Oxford City FC of Texas
- CEO: Thomas Anthony Guerriero
- Head Coach: Chris "Topper" Cogan (games 1–11) Mariano Bollella (games 12–20)
- Arena: Ford Arena 5115 IH-10 South Beaumont, Texas 77705
- Major Arena Soccer League: 3rd, Southern (regular season)
- Ron Newman Cup: Lost Division Semi-Final
- Top goalscorer: Lucas Totti (35 goals, 20 assists)
- Highest home attendance: 1,388 (November 8 vs. Hidalgo La Fiera)
- Lowest home attendance: 0 (January 10 vs.

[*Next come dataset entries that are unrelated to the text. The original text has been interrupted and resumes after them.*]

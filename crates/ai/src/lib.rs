//! `intelplat-ai`
//!
//! **Responsibility:** resilient access to the external generative-AI service.
//!
//! - `ModelService` is the seam to the provider (`GeminiService` in production).
//! - `ModelDiscoveryCache` tracks which model identifiers currently work.
//! - `AiGateway` turns a role and a prompt into an answer, or a typed failure.
//!
//! Nothing here knows about sessions; callers authorize before asking.

pub mod catalog;
pub mod context;
pub mod discovery;
pub mod gateway;
pub mod gemini;
pub mod result;
pub mod service;
#[cfg(any(test, feature = "testing"))]
pub mod testing;

pub use catalog::{FALLBACK_MODELS, parse_preference_list, resolve_preferences};
pub use context::{Dataset, DashboardContext, Incident, Ticket, suggested_questions};
pub use discovery::{CandidateStatus, DiscoveryConfig, DiscoveryError, ModelCandidate, ModelDiscoveryCache};
pub use gateway::{AiGateway, GatewayConfig, GatewayStatus};
pub use gemini::GeminiService;
pub use result::{AiError, AiResponse, Insight, InsightSource};
pub use service::{FailureClass, GenerateRequest, ModelInfo, ModelService, ServiceError};
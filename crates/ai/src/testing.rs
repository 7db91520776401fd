//! Scripted in-process `ModelService` for tests.
//!
//! Built only under `cfg(test)` or the `testing` feature.

use std::collections::{HashMap, VecDeque};
use std::time::Duration;

use async_trait::async_trait;
use parking_lot::Mutex;

use crate::service::{GenerateRequest, ModelInfo, ModelService, ServiceError};

/// `ModelService` whose answers are set up ahead of time, per model.
///
/// Queued outcomes (`push`) are consumed first, then the model's standing
/// outcome (`respond`). A model with neither answers `ModelNotFound`.
#[derive(Debug)]
pub struct ScriptedService {
    listing: Mutex<Result<Vec<ModelInfo>, ServiceError>>,
    queued: Mutex<HashMap<String, VecDeque<Result<String, ServiceError>>>>,
    standing: Mutex<HashMap<String, Result<String, ServiceError>>>,
    calls: Mutex<Vec<String>>,
    delay: Option<Duration>,
}

impl Default for ScriptedService {
    fn default() -> Self {
        Self {
            listing: Mutex::new(Ok(Vec::new())),
            queued: Mutex::new(HashMap::new()),
            standing: Mutex::new(HashMap::new()),
            calls: Mutex::new(Vec::new()),
            delay: None,
        }
    }
}

impl ScriptedService {
    pub fn new() -> Self {
        Self::default()
    }

    /// Every call sleeps this long before answering (uses tokio time).
    pub fn with_delay(mut self, delay: Duration) -> Self {
        self.delay = Some(delay);
        self
    }

    pub fn with_listing(self, listing: Result<Vec<ModelInfo>, ServiceError>) -> Self {
        *self.listing.lock() = listing;
        self
    }

    /// Standing outcome for every call to `model`.
    pub fn respond(&self, model: &str, outcome: Result<String, ServiceError>) -> &Self {
        self.standing.lock().insert(model.to_string(), outcome);
        self
    }

    /// One-shot outcome for the next call to `model`.
    pub fn push(&self, model: &str, outcome: Result<String, ServiceError>) -> &Self {
        self.queued
            .lock()
            .entry(model.to_string())
            .or_default()
            .push_back(outcome);
        self
    }

    /// Models called so far, in order (probes included).
    pub fn calls(&self) -> Vec<String> {
        self.calls.lock().clone()
    }

    pub fn call_count(&self) -> usize {
        self.calls.lock().len()
    }

    pub fn calls_to(&self, model: &str) -> usize {
        self.calls.lock().iter().filter(|m| *m == model).count()
    }

    fn next_outcome(&self, model: &str) -> Result<String, ServiceError> {
        self.calls.lock().push(model.to_string());
        if let Some(outcome) = self.queued.lock().get_mut(model).and_then(VecDeque::pop_front) {
            return outcome;
        }
        self.standing
            .lock()
            .get(model)
            .cloned()
            .unwrap_or_else(|| Err(ServiceError::ModelNotFound(model.to_string())))
    }
}

#[async_trait]
impl ModelService for ScriptedService {
    async fn list_models(&self) -> Result<Vec<ModelInfo>, ServiceError> {
        self.listing.lock().clone()
    }

    async fn generate(&self, model: &str, _request: &GenerateRequest) -> Result<String, ServiceError> {
        let outcome = self.next_outcome(model);
        if let Some(delay) = self.delay {
            tokio::time::sleep(delay).await;
        }
        outcome
    }
}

Brownsville Barracudas)
- Average home league attendance: 947 (10 games)
- ← 2013–14 (PASL)2015–16 →

= 2014–15 Oxford City FC of Texas season =

The 2014–15 Oxford City FC of Texas season was the third season for the Beaumont, Texas-based professional indoor soccer franchise. Founded as the Texas Strikers in 2012, new ownership rebranded the team as Oxford City FC of Texas in July 2014.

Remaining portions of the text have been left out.